What is being asked: Begin at the first line of the records below and, please, give each line again exactly until the line with "let (identity, order)" is included.
***** Recorded information
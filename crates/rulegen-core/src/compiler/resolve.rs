use std::collections::{HashMap, HashSet};

use crate::rules::{BinaryRule, UnaryRule};
use crate::schema::types::{PermissionExpression, Schema, TypeDefinition};

use super::{CompileError, CompilerOptions, SYNTHETIC_SEPARATOR};

/// `(type, permission)`.
pub(crate) type PermissionKey = (String, String);

/// Rules produced by a single [`Resolver::resolve`] call.
#[derive(Debug, Clone, Default, PartialEq, Eq)]
pub struct Resolution {
    /// Name under which other rules can reference the resolved node.
    pub identity: String,
    pub unary_rules: Vec<UnaryRule>,
    pub binary_rules: Vec<BinaryRule>,
}

/// The rules one permission derives itself, plus the permissions they rely on.
#[derive(Debug, Default)]
pub(crate) struct Expansion {
    pub(crate) unary: Vec<UnaryRule>,
    pub(crate) binary: Vec<BinaryRule>,
    dependencies: Vec<PermissionKey>,
}

/// Resolves permissions into rules.
///
/// Each finished permission is cached with its own rules and the permissions
/// those rules reference, so repeated calls are cheap and return the same
/// [`Resolution`].
pub struct Resolver<'s> {
    schema: &'s Schema,
    allow_recursive: bool,
    expanded: HashMap<PermissionKey, Expansion>,
    in_progress: Vec<PermissionKey>,
}

impl<'s> Resolver<'s> {
    pub fn new(schema: &'s Schema, options: &CompilerOptions) -> Self {
        Self {
            schema,
            allow_recursive: options.allow_recursive_permissions,
            expanded: HashMap::new(),
            in_progress: Vec::new(),
        }
    }

    /// Resolves `name` on `type_name` into every rule needed to realize it,
    /// including those of permissions reached through it. A relation resolves
    /// to itself with no rules.
    pub fn resolve(&mut self, type_name: &str, name: &str) -> Result<Resolution, CompileError> {
        let (identity, order) = self.realization_order(type_name, name)?;

        let mut resolution = Resolution {
            identity,
            ..Default::default()
        };
        for key in &order {
            if let Some(expansion) = self.expansion(key) {
                resolution.unary_rules.extend(expansion.unary.iter().cloned());
                resolution.binary_rules.extend(expansion.binary.iter().cloned());
            }
        }
        Ok(resolution)
    }

    /// Identity of `name` plus every permission it relies on, dependencies
    /// before dependents, each listed once.
    pub(crate) fn realization_order(
        &mut self,
        type_name: &str,
        name: &str,
    ) -> Result<(String, Vec<PermissionKey>), CompileError> {
        let referenced_from = format!("{type_name}#{name}");
        let mut roots = Vec::new();
        let identity = match self.resolve_name(type_name, name, &referenced_from, &mut roots) {
            Ok(identity) => identity,
            Err(e) => {
                // Under recursion a finished permission may rely on the one
                // that just failed.
                self.expanded.clear();
                return Err(e);
            }
        };

        let mut visited = HashSet::new();
        let mut order = Vec::new();
        for key in &roots {
            self.collect(key, &mut visited, &mut order);
        }
        Ok((identity, order))
    }

    pub(crate) fn expansion(&self, key: &PermissionKey) -> Option<&Expansion> {
        self.expanded.get(key)
    }

    fn collect(
        &self,
        key: &PermissionKey,
        visited: &mut HashSet<PermissionKey>,
        order: &mut Vec<PermissionKey>,
    ) {
        if !visited.insert(key.clone()) {
            return;
        }
        if let Some(expansion) = self.expanded.get(key) {
            for dependency in &expansion.dependencies {
                self.collect(dependency, visited, order);
            }
        }
        order.push(key.clone());
    }

    fn resolve_name(
        &mut self,
        type_name: &str,
        name: &str,
        referenced_from: &str,
        dependencies: &mut Vec<PermissionKey>,
    ) -> Result<String, CompileError> {
        let schema = self.schema;
        let type_def = schema
            .get_type(type_name)
            .ok_or_else(|| CompileError::UndefinedType {
                type_name: type_name.to_string(),
                referenced_from: referenced_from.to_string(),
            })?;

        if type_def.get_relation(name).is_some() {
            return Ok(name.to_string());
        }

        let permission =
            type_def
                .get_permission(name)
                .ok_or_else(|| CompileError::UndefinedReference {
                    type_name: type_name.to_string(),
                    name: name.to_string(),
                    referenced_from: referenced_from.to_string(),
                })?;

        let key = (type_name.to_string(), name.to_string());
        if self.expanded.contains_key(&key) {
            dependencies.push(key);
            return Ok(name.to_string());
        }

        if self.in_progress.contains(&key) {
            if self.allow_recursive {
                dependencies.push(key);
                return Ok(name.to_string());
            }
            let mut path: Vec<String> = self
                .in_progress
                .iter()
                .skip_while(|entry| **entry != key)
                .map(|(t, p)| format!("{t}#{p}"))
                .collect();
            path.push(format!("{type_name}#{name}"));
            return Err(CompileError::Cycle {
                type_name: type_name.to_string(),
                permission: name.to_string(),
                path,
            });
        }

        self.in_progress.push(key.clone());
        let mut expansion = Expansion::default();
        let result = self.expand(type_def, name, &permission.expression, &mut expansion);
        self.in_progress.pop();
        result?;

        tracing::debug!(type_name, permission = name, "resolved permission");
        self.expanded.insert(key.clone(), expansion);
        dependencies.push(key);
        Ok(name.to_string())
    }

    /// Emits the rules realizing `expr` with `derived` as their derived relation.
    fn expand(
        &mut self,
        type_def: &'s TypeDefinition,
        derived: &str,
        expr: &'s PermissionExpression,
        out: &mut Expansion,
    ) -> Result<(), CompileError> {
        match expr {
            PermissionExpression::Unary(source) => {
                self.check_reference(type_def, derived, source, out)?;
                out.unary
                    .push(UnaryRule::new(&type_def.name, source, derived));
            }
            PermissionExpression::Hierarchical { base, target } => {
                let base_relation =
                    type_def
                        .get_relation(base)
                        .ok_or_else(|| CompileError::UndefinedRelation {
                            type_name: type_def.name.clone(),
                            permission: derived.to_string(),
                            relation: base.clone(),
                        })?;

                let referenced_from = format!("{}#{}", type_def.name, derived);
                for restriction in &base_relation.type_restrictions {
                    let target_identity = self.resolve_name(
                        &restriction.subject_type,
                        target,
                        &referenced_from,
                        &mut out.dependencies,
                    )?;
                    out.binary.push(BinaryRule::new(
                        &restriction.subject_type,
                        target_identity,
                        &type_def.name,
                        base,
                        derived,
                    ));
                }
            }
            PermissionExpression::Union(operands) => {
                if operands.is_empty() {
                    return Err(unsupported(
                        type_def,
                        derived,
                        expr,
                        "union requires at least one operand".to_string(),
                    ));
                }
                for operand in operands {
                    self.expand(type_def, derived, operand, out)?;
                }
            }
            PermissionExpression::Intersection(operands) => {
                let [first, second] = operands.as_slice() else {
                    return Err(unsupported(
                        type_def,
                        derived,
                        expr,
                        format!(
                            "intersection requires exactly 2 operands, found {}",
                            operands.len()
                        ),
                    ));
                };
                let first = self.operand_identity(type_def, derived, 0, first, out)?;
                let second = self.operand_identity(type_def, derived, 1, second, out)?;
                out.binary.push(BinaryRule::new(
                    &type_def.name,
                    first,
                    &type_def.name,
                    second,
                    derived,
                ));
            }
            PermissionExpression::Exclusion(..) => {
                return Err(unsupported(
                    type_def,
                    derived,
                    expr,
                    "exclusion cannot be expressed as unary or binary rules".to_string(),
                ));
            }
        }
        Ok(())
    }

    /// Identity of an intersection operand. Plain references are used as-is;
    /// anything else is expanded under a synthesized name such as `can_edit$1`.
    fn operand_identity(
        &mut self,
        type_def: &'s TypeDefinition,
        derived: &str,
        index: usize,
        operand: &'s PermissionExpression,
        out: &mut Expansion,
    ) -> Result<String, CompileError> {
        if let PermissionExpression::Unary(source) = operand {
            self.check_reference(type_def, derived, source, out)?;
            return Ok(source.clone());
        }

        let synthesized = format!("{derived}{SYNTHETIC_SEPARATOR}{index}");
        self.expand(type_def, &synthesized, operand, out)?;
        Ok(synthesized)
    }

    /// A same-type reference must name a relation or a permission; a
    /// permission becomes a dependency of the one being expanded.
    fn check_reference(
        &mut self,
        type_def: &'s TypeDefinition,
        derived: &str,
        source: &str,
        out: &mut Expansion,
    ) -> Result<(), CompileError> {
        let referenced_from = format!("{}#{}", type_def.name, derived);
        self.resolve_name(&type_def.name, source, &referenced_from, &mut out.dependencies)
            .map(|_| ())
    }
}

fn unsupported(
    type_def: &TypeDefinition,
    permission: &str,
    expr: &PermissionExpression,
    reason: String,
) -> CompileError {
    CompileError::UnsupportedOperation {
        type_name: type_def.name.clone(),
        permission: permission.to_string(),
        expression: expr.kind(),
        reason,
    }
}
**********
Task answer:
filename crates/rulegen-core/src/compiler/resolve.rs
use std::collections::{HashMap, HashSet};

use crate::rules::{BinaryRule, UnaryRule};
use crate::schema::types::{PermissionExpression, Schema, TypeDefinition};

use super::{CompileError, CompilerOptions, SYNTHETIC_SEPARATOR};

/// `(type, permission)`.
pub(crate) type PermissionKey = (String, String);

/// Rules produced by a single [`Resolver::resolve`] call.
#[derive(Debug, Clone, Default, PartialEq, Eq)]
pub struct Resolution {
    /// Name under which other rules can reference the resolved node.
    pub identity: String,
    pub unary_rules: Vec<UnaryRule>,
    pub binary_rules: Vec<BinaryRule>,
}

/// The rules one permission derives itself, plus the permissions they rely on.
#[derive(Debug, Default)]
pub(crate) struct Expansion {
    pub(crate) unary: Vec<UnaryRule>,
    pub(crate) binary: Vec<BinaryRule>,
    dependencies: Vec<PermissionKey>,
}

/// Resolves permissions into rules.
///
/// Each finished permission is cached with its own rules and the permissions
/// those rules reference, so repeated calls are cheap and return the same
/// [`Resolution`].
pub struct Resolver<'s> {
    schema: &'s Schema,
    allow_recursive: bool,
    expanded: HashMap<PermissionKey, Expansion>,
    in_progress: Vec<PermissionKey>,
}

impl<'s> Resolver<'s> {
    pub fn new(schema: &'s Schema, options: &CompilerOptions) -> Self {
        Self {
            schema,
            allow_recursive: options.allow_recursive_permissions,
            expanded: HashMap::new(),
            in_progress: Vec::new(),
        }
    }

    /// Resolves `name` on `type_name` into every rule needed to realize it,
    /// including those of permissions reached through it. A relation resolves
    /// to itself with no rules.
    pub fn resolve(&mut self, type_name: &str, name: &str) -> Result<Resolution, CompileError> {
        let (identity, order) = self.realization_order(type_name, name)?;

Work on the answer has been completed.